On this site I have received legitimately profound and sometimes life changing advice and insights from a wider variety of people than I have interacted with in any other format: schizophrenics, the homeless, people from a wide variety of cultures (wealthy and impoverished), and industry rock stars.

There have been disagreements and occasionally arguments. Some of them have made me a little more aware of my own bubble and allowed me to recognize aspects of my world view that were ignorant or that at least failed to consider different points of view.

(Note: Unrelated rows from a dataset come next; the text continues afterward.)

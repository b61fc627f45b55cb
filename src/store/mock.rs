//! Mock counter store for unit testing.
//!
//! This module provides a mock store that can be used in tests
//! without a running Redis instance.

use std::sync::atomic::{AtomicI64, Ordering};
use std::sync::Arc;

use async_trait::async_trait;

use crate::error::StoreError;

use super::CounterStore;

/// Configuration for mock store behavior.
#[derive(Debug, Clone)]
pub struct MockConfig {
    /// Whether to fail increment requests.
    pub fail_increment: bool,
    /// Whether to fail ping requests.
    pub fail_ping: bool,
    /// Value returned by successful pings.
    pub ping_result: bool,
    /// Simulated latency in milliseconds.
    pub latency_ms: u64,
}

impl Default for MockConfig {
    fn default() -> Self {
        Self {
            fail_increment: false,
            fail_ping: false,
            ping_result: true,
            latency_ms: 0,
        }
    }
}

/// Mock counter store for testing.
#[derive(Debug, Clone, Default)]
pub struct MockStore {
    /// Mock configuration.
    config: MockConfig,
    /// In-process counter standing in for the store's durable state.
    counter: Arc<AtomicI64>,
}

impl MockStore {
    /// Create a new mock store starting at zero.
    pub fn new() -> Self {
        Self::default()
    }

    /// Create a mock store with custom configuration.
    pub fn with_config(config: MockConfig) -> Self {
        Self {
            config,
            counter: Arc::new(AtomicI64::new(0)),
        }
    }

    /// Create a mock store whose counter starts at the given value.
    pub fn starting_at(value: i64) -> Self {
        Self {
            config: MockConfig::default(),
            counter: Arc::new(AtomicI64::new(value)),
        }
    }

    /// Current counter value without incrementing.
    pub fn current(&self) -> i64 {
        self.counter.load(Ordering::SeqCst)
    }

    async fn simulate_latency(&self) {
        if self.config.latency_ms > 0 {
            tokio::time::sleep(std::time::Duration::from_millis(self.config.latency_ms)).await;
        }
    }
}

#[async_trait]
impl CounterStore for MockStore {
    async fn increment(&self) -> Result<i64, StoreError> {
        self.simulate_latency().await;

        if self.config.fail_increment {
            return Err(StoreError::Unreachable(
                "mock increment failure".to_string(),
            ));
        }

        Ok(self.counter.fetch_add(1, Ordering::SeqCst) + 1)
    }

    async fn ping(&self) -> Result<bool, StoreError> {
        self.simulate_latency().await;

        if self.config.fail_ping {
            return Err(StoreError::Unreachable("mock ping failure".to_string()));
        }

        Ok(self.config.ping_result)
    }
}

#[cfg(test)]
mod tests {
    use super::*;

    #[tokio::test]
    async fn mock_store_increments_monotonically() {
        let store = MockStore::new();

        let first = store.increment().await.unwrap();
        let second = store.increment().await.unwrap();

        assert_eq!(first, 1);
        assert_eq!(second, 2);
        assert_eq!(store.current(), 2);
    }

    #[tokio::test]
    async fn mock_store_starting_value() {
        let store = MockStore::starting_at(41);
        assert_eq!(store.increment().await.unwrap(), 42);
    }

    #[tokio::test]
    async fn mock_store_ping_result_configurable() {
        let store = MockStore::with_config(MockConfig {
            ping_result: false,
            ..Default::default()
        });

        assert!(!store.ping().await.unwrap());
    }

    #[tokio::test]
    async fn mock_store_failure_modes() {
        let store = MockStore::with_config(MockConfig {
            fail_increment: true,
            fail_ping: true,
            ..Default::default()
        });

        assert!(store.increment().await.is_err());
        assert!(store.ping().await.is_err());
    }
}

Much of this was possible because its a place that values the participation of everyone. Articles like this excellent piece of writing shine a light on how important it is.

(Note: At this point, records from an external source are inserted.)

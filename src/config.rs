//! Application configuration loaded from environment variables.

use serde::Deserialize;

/// Application configuration loaded from environment variables.
#[derive(Debug, Clone, Deserialize)]
pub struct Config {
    // === Counter Store ===
    /// Hostname of the external counter store.
    #[serde(default = "default_store_host")]
    pub store_host: String,

    /// Port of the external counter store.
    #[serde(default = "default_store_port")]
    pub store_port: u16,

    /// Name of the counter key incremented on every request.
    #[serde(default = "default_counter_key")]
    pub counter_key: String,

    // === Server Configuration ===
    /// HTTP listen port for the dashboard.
    #[serde(default = "default_port")]
    pub port: u16,

    /// Log level (trace, debug, info, warn, error).
    #[serde(default = "default_log_level")]
    pub rust_log: String,

    /// Enable verbose logging.
    #[serde(default)]
    pub verbose: bool,
}

fn default_store_host() -> String {
    "redis".to_string()
}

fn default_store_port() -> u16 {
    6379
}

fn default_counter_key() -> String {
    "hits".to_string()
}

fn default_port() -> u16 {
    8080
}

fn default_log_level() -> String {
    "info".to_string()
}

impl Config {
    /// Load configuration from environment, reading .env file first.
    pub fn load() -> Result<Self, envy::Error> {
        dotenvy::dotenv().ok();
        envy::from_env()
    }

    /// Check if the configuration is valid.
    pub fn validate(&self) -> Result<(), String> {
        if self.store_host.is_empty() {
            return Err("STORE_HOST must not be empty".to_string());
        }

        if self.store_port == 0 {
            return Err("STORE_PORT must be non-zero".to_string());
        }

        if self.counter_key.is_empty() {
            return Err("COUNTER_KEY must not be empty".to_string());
        }

        Ok(())
    }

    /// Connection URL for the counter store.
    pub fn store_url(&self) -> String {
        format!("redis://{}:{}/", self.store_host, self.store_port)
    }
}

impl Default for Config {
    fn default() -> Self {
        Self {
            store_host: default_store_host(),
            store_port: default_store_port(),
            counter_key: default_counter_key(),
            port: default_port(),
            rust_log: default_log_level(),
            verbose: false,
        }
    }
}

Edit: I figured some shadow banned people would respond. I was actually talking about at least one person that ended up getting permanently banned that happened to be an influential person to me. Part of what makes this community great is that while we can have heated disagreements we largely do it more civilly than many other online communities. While its an accurate assessment that Hacker News has a liberal bias there are lots of conservatives here that freely share their opinions civilly. They might feel outnumbered and they might sometimes be unjustly downvoted by people that don't understand what a downvote button should be used for, but they are largely able to participate because they keep it civil. I'm pretty politically moderate myself. By no stretch of the imagination could I be considered a "SJW" or a person with a typical San Francisco political outlook (only mentioning these phrases because that was what was alleged to be the only type of person that can exist here). Out of curiosity I took a look at jrcii's account and they were indeed needlessly toxic on a large number of occasions before being banned and yet was still told if they email the admin and promise to be civil they can be reinstated. Instead of taking them up they decided be even less civil. A community can be open to everyone and still ban people that are not acting in good faith.


I wholeheartedly agree with you. I am so grateful that HN exists. As much as I try to contribute and offer my thoughts and views, I certainly get so much more from it than I could possibly give.

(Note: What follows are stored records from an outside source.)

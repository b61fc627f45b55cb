//! Integration tests for the dashboard service.
//!
//! These drive the full router with a mock counter store; no Redis
//! instance is required.

use std::sync::Arc;

use axum::body::Body;
use axum::http::{Request, StatusCode};
use pretty_assertions::assert_eq;
use tower::ServiceExt;

use stackdash::api::{create_router, AppState};
use stackdash::config::Config;
use stackdash::store::{MockConfig, MockStore};

fn state_with(store: MockStore) -> AppState {
    AppState::new(Arc::new(store), Arc::new(Config::default()))
}

async fn fetch_index(state: &AppState) -> (StatusCode, String) {
    let app = create_router(state.clone());
    let response = app
        .oneshot(Request::builder().uri("/").body(Body::empty()).unwrap())
        .await
        .unwrap();

    let status = response.status();
    let bytes = axum::body::to_bytes(response.into_body(), usize::MAX)
        .await
        .unwrap();

    (status, String::from_utf8(bytes.to_vec()).unwrap())
}

fn extract_visit_count(body: &str) -> i64 {
    let marker = "Total Visits: ";
    let start = body.find(marker).expect("visit count missing") + marker.len();
    let rest = &body[start..];
    let end = rest.find('<').unwrap_or(rest.len());
    rest[..end].trim().parse().expect("visit count not a number")
}

#[tokio::test]
async fn successful_request_renders_full_dashboard() {
    let state = state_with(MockStore::new());

    let (status, body) = fetch_index(&state).await;

    assert_eq!(status, StatusCode::OK);
    assert!(body.contains("<!DOCTYPE html>"));
    assert!(body.contains("Connected"));
    assert!(body.contains("Total Visits: 1"));
    assert!(body.contains("Hostname:"));
    assert!(body.contains("Timezone:"));
}

#[tokio::test]
async fn visit_counts_increase_strictly_across_requests() {
    let state = state_with(MockStore::new());

    let mut previous = 0;
    for _ in 0..5 {
        let (status, body) = fetch_index(&state).await;
        assert_eq!(status, StatusCode::OK);

        let count = extract_visit_count(&body);
        assert!(count > previous, "count {count} not above {previous}");
        previous = count;
    }
}

#[tokio::test]
async fn repeated_requests_are_not_cached() {
    let state = state_with(MockStore::new());

    let (_, first) = fetch_index(&state).await;
    let (_, second) = fetch_index(&state).await;

    assert_ne!(
        extract_visit_count(&first),
        extract_visit_count(&second),
        "two identical requests returned the same counter value"
    );
}

#[tokio::test]
async fn unreachable_store_yields_plain_error() {
    let state = state_with(MockStore::with_config(MockConfig {
        fail_increment: true,
        fail_ping: true,
        ..Default::default()
    }));

    let (status, body) = fetch_index(&state).await;

    assert_eq!(status, StatusCode::INTERNAL_SERVER_ERROR);
    assert!(body.starts_with("Error:"), "body was: {body}");
    assert!(!body.contains("<!DOCTYPE html>"));
    assert!(!body.contains("stats-grid"));
}

#[tokio::test]
async fn unhealthy_ping_shows_disconnected_but_still_counts() {
    let state = state_with(MockStore::with_config(MockConfig {
        ping_result: false,
        ..Default::default()
    }));

    let (status, body) = fetch_index(&state).await;

    assert_eq!(status, StatusCode::OK);
    assert!(body.contains("Disconnected"));
    assert_eq!(extract_visit_count(&body), 1);

    // And the counter keeps moving on the next request.
    let (_, body) = fetch_index(&state).await;
    assert_eq!(extract_visit_count(&body), 2);
}

#[tokio::test]
async fn failed_request_still_increments_the_counter() {
    let store = MockStore::with_config(MockConfig {
        fail_ping: true,
        ..Default::default()
    });
    let probe = store.clone();
    let state = state_with(store);

    let (status, _) = fetch_index(&state).await;

    // The increment ran before the ping failed.
    assert_eq!(status, StatusCode::INTERNAL_SERVER_ERROR);
    assert_eq!(probe.current(), 1);
}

Unfortunately it is not true in general that the reason accounts are being banned is incivility. Censorship of unwanted opinions is very much real on this site.


Disagree completely, and I am far to the right of what I suspect the average hacker news member would be politically. Certainly opinions on the right get heavily downvoted, but that’s not censorship. Dang has corrected me a number of times for incivility, but he has never touched any of my posts because I happen to lean in the opposite direction of my colleagues here.


There is a flag in your profile called "showdead" that you can turn on to see the comments that have been deleted. There might be some minimum karma requirement for this, I'm not sure.

But I've had it on for a while now and I usually read a few of the dead comments. I see a lot of incivility, inanity, very little in the way of a politely expressed, well-thought out but unpopular opinion.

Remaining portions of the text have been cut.